- **RECORDS FOR PROCESSING**:

Content starts

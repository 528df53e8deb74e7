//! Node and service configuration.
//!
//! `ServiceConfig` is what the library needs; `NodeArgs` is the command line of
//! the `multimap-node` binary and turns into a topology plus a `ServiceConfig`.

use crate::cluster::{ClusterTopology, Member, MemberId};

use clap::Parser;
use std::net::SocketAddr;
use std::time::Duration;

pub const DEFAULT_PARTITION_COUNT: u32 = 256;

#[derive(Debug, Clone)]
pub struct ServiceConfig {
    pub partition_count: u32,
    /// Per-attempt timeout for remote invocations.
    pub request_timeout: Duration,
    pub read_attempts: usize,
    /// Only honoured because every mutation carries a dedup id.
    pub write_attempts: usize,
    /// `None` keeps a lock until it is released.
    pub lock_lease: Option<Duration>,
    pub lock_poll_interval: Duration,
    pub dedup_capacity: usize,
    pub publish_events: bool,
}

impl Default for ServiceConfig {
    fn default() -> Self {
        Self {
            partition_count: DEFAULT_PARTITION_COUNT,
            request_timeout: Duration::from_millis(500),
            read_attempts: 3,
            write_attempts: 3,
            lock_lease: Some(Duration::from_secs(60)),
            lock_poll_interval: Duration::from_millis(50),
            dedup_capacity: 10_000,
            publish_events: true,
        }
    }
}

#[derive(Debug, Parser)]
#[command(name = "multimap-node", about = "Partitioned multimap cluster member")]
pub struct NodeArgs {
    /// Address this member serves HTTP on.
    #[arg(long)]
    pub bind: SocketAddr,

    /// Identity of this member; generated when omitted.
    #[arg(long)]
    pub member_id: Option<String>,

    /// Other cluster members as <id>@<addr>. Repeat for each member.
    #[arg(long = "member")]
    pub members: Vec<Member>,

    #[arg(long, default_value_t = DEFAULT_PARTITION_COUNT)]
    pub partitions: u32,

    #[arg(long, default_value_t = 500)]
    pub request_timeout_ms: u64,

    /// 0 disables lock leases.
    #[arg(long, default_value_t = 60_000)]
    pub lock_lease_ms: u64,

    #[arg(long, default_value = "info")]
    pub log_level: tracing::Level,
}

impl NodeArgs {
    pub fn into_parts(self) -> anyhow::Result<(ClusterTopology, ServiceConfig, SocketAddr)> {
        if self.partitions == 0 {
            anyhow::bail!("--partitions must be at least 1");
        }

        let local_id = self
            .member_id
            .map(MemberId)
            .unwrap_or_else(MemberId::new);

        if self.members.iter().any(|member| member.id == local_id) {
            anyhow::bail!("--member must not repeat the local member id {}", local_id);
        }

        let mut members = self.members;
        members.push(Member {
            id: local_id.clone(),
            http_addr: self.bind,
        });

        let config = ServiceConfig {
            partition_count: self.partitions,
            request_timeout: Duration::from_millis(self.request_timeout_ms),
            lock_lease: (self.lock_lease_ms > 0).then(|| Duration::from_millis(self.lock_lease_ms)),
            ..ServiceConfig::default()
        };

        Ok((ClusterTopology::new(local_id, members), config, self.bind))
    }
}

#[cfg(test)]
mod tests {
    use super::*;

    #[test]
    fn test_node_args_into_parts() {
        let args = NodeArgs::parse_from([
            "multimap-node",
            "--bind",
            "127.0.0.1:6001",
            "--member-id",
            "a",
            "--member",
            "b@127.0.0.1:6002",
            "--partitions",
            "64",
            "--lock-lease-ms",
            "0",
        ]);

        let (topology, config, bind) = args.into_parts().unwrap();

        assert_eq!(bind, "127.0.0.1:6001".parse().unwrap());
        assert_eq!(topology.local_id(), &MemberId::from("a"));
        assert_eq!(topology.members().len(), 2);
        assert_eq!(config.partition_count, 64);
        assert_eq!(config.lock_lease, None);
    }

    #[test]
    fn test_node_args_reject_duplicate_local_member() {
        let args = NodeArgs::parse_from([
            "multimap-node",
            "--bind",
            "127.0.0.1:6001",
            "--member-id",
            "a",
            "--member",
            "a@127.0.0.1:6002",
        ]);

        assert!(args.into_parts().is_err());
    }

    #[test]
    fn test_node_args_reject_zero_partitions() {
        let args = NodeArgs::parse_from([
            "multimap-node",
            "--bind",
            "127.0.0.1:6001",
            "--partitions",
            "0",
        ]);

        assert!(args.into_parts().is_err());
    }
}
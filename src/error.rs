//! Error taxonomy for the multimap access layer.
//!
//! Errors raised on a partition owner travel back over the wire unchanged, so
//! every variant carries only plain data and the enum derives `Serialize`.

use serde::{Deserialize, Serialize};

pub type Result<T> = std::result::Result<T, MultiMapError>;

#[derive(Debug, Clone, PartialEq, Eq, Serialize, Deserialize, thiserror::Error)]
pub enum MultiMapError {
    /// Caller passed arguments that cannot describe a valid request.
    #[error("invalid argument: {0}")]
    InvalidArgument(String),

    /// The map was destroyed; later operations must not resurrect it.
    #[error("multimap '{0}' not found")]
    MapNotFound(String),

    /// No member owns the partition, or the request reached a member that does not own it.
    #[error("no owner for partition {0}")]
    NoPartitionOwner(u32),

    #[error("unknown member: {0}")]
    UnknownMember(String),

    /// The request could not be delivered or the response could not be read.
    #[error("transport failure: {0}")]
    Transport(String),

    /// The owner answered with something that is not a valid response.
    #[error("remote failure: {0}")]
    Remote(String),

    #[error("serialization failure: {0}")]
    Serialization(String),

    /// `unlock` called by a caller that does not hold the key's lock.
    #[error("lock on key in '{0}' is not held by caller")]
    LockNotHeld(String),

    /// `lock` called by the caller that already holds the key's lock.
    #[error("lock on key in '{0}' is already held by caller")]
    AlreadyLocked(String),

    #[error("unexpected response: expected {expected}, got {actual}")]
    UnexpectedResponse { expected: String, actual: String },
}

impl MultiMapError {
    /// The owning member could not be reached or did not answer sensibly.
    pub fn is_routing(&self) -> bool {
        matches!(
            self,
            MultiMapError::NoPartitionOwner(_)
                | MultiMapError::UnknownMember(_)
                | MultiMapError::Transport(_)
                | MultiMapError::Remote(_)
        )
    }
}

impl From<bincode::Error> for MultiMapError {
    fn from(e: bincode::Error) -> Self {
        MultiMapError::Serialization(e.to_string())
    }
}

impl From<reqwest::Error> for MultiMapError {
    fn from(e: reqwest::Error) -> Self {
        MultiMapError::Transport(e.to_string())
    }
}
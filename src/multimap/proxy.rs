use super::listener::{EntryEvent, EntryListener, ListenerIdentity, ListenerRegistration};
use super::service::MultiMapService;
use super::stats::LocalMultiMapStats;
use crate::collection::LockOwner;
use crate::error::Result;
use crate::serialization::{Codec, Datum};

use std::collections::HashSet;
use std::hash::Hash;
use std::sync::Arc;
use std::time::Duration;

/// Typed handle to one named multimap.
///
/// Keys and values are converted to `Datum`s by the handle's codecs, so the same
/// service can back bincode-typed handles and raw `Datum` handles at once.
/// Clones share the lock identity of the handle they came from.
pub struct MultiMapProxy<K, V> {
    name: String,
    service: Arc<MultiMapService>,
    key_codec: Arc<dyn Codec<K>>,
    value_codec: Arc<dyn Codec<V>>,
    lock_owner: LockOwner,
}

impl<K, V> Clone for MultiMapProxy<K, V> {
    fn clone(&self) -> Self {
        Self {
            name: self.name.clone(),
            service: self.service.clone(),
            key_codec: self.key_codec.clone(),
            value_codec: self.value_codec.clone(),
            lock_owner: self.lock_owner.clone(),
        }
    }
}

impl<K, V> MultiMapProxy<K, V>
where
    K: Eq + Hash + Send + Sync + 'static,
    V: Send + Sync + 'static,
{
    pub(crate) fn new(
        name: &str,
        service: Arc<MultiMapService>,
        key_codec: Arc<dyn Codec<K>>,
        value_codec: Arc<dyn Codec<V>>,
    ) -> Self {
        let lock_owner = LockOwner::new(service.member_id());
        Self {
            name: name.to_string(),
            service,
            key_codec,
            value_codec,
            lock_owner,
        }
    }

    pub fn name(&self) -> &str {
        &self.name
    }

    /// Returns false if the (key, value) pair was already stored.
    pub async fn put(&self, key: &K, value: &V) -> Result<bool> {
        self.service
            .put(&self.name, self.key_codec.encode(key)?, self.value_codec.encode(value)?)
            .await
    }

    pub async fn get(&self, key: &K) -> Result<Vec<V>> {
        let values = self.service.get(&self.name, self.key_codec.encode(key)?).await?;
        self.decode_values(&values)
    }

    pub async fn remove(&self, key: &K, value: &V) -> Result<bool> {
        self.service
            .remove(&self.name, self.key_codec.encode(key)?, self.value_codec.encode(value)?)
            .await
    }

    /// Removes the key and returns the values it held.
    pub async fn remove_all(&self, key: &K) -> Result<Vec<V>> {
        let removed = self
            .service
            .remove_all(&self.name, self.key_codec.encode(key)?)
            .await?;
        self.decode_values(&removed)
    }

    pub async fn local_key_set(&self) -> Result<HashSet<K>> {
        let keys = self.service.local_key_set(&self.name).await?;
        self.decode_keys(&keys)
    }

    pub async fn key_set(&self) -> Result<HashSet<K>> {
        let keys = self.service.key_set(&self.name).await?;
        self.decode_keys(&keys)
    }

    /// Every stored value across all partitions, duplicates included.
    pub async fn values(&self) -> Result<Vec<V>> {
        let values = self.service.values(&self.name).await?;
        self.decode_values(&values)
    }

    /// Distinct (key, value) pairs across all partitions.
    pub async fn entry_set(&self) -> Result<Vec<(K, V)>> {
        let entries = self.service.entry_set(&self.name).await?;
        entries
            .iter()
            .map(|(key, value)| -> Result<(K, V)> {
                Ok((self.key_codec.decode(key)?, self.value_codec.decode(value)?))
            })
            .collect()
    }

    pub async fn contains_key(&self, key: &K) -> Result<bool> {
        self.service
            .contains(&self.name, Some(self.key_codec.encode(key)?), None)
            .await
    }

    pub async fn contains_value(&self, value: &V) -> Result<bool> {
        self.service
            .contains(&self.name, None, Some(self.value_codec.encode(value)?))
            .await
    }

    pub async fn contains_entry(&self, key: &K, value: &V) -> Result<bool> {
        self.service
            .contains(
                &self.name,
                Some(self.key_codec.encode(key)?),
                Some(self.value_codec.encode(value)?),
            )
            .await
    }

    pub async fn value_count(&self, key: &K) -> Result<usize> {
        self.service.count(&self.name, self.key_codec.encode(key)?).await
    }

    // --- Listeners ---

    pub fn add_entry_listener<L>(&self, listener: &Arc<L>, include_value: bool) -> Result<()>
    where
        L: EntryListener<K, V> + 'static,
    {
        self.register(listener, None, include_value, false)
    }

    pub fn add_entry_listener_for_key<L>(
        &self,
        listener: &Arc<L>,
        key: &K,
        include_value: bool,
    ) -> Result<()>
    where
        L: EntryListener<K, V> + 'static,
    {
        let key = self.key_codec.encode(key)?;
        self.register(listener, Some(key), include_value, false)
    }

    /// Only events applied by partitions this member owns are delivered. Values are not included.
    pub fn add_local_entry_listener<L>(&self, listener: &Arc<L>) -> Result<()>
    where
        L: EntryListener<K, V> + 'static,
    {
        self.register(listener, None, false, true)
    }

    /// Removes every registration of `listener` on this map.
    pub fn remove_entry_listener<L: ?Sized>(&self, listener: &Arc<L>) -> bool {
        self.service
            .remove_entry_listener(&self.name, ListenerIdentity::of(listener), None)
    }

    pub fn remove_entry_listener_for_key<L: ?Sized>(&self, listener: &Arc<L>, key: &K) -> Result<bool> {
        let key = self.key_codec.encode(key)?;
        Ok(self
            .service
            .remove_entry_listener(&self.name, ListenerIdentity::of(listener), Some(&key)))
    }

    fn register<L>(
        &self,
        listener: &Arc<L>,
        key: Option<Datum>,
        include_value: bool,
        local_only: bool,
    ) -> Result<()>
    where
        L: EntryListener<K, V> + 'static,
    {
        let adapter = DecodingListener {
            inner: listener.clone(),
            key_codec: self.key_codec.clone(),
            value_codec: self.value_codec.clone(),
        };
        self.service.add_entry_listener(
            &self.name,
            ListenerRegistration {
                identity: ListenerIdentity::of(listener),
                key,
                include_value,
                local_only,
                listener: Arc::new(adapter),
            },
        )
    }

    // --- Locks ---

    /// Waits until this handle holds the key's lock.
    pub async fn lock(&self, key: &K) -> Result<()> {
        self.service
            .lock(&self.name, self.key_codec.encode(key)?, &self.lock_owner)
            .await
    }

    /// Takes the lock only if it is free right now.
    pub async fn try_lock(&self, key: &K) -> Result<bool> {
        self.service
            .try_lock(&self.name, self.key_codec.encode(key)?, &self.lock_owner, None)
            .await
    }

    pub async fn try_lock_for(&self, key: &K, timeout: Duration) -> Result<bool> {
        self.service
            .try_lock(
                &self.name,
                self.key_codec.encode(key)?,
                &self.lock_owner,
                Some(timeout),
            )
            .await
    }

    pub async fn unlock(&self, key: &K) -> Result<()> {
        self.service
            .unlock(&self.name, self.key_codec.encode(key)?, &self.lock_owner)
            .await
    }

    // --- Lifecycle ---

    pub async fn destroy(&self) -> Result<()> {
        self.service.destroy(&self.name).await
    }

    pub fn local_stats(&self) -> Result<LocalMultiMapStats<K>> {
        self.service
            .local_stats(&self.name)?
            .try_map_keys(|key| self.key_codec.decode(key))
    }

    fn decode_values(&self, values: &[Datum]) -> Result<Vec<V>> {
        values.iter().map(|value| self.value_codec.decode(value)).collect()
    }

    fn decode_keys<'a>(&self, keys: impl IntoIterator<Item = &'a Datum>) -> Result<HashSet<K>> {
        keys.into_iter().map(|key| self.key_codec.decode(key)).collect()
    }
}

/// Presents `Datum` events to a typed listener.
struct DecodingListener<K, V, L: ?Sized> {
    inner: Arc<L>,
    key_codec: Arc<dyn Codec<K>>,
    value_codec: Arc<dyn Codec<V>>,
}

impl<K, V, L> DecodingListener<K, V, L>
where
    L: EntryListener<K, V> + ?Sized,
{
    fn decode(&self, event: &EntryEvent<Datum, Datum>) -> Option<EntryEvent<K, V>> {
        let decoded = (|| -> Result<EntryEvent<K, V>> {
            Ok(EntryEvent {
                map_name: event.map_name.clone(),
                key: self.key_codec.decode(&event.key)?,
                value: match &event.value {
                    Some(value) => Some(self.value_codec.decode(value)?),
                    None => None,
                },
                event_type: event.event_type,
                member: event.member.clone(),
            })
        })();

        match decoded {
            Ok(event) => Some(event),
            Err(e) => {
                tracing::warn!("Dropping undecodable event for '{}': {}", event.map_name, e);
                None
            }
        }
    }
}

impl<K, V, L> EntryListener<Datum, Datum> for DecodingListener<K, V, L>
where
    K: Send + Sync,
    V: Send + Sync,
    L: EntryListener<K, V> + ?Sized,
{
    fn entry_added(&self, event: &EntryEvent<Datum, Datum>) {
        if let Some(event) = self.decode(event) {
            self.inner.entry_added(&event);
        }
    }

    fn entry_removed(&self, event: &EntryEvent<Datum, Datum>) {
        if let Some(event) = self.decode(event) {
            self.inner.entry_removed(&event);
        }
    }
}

Content ends

- **DIRECTIONS**: Quote exactly the lines running from the start of the listing above through the line where "#[arg(long, default_value_t = 60_000)]" is found, and output no other lines.

- **RESPONSE TO THIS EXERCISE**:
repository 528df53e8deb74e7
//! Node and service configuration.
//!
//! `ServiceConfig` is what the library needs; `NodeArgs` is the command line of
//! the `multimap-node` binary and turns into a topology plus a `ServiceConfig`.

use crate::cluster::{ClusterTopology, Member, MemberId};

use clap::Parser;
use std::net::SocketAddr;
use std::time::Duration;

pub const DEFAULT_PARTITION_COUNT: u32 = 256;

#[derive(Debug, Clone)]
pub struct ServiceConfig {
    pub partition_count: u32,
    /// Per-attempt timeout for remote invocations.
    pub request_timeout: Duration,
    pub read_attempts: usize,
    /// Only honoured because every mutation carries a dedup id.
    pub write_attempts: usize,
    /// `None` keeps a lock until it is released.
    pub lock_lease: Option<Duration>,
    pub lock_poll_interval: Duration,
    pub dedup_capacity: usize,
    pub publish_events: bool,
}

impl Default for ServiceConfig {
    fn default() -> Self {
        Self {
            partition_count: DEFAULT_PARTITION_COUNT,
            request_timeout: Duration::from_millis(500),
            read_attempts: 3,
            write_attempts: 3,
            lock_lease: Some(Duration::from_secs(60)),
            lock_poll_interval: Duration::from_millis(50),
            dedup_capacity: 10_000,
            publish_events: true,
        }
    }
}

#[derive(Debug, Parser)]
#[command(name = "multimap-node", about = "Partitioned multimap cluster member")]
pub struct NodeArgs {
    /// Address this member serves HTTP on.
    #[arg(long)]
    pub bind: SocketAddr,

    /// Identity of this member; generated when omitted.
    #[arg(long)]
    pub member_id: Option<String>,

    /// Other cluster members as <id>@<addr>. Repeat for each member.
    #[arg(long = "member")]
    pub members: Vec<Member>,

    #[arg(long, default_value_t = DEFAULT_PARTITION_COUNT)]
    pub partitions: u32,

    #[arg(long, default_value_t = 500)]
    pub request_timeout_ms: u64,

    /// 0 disables lock leases.
    #[arg(long, default_value_t = 60_000)]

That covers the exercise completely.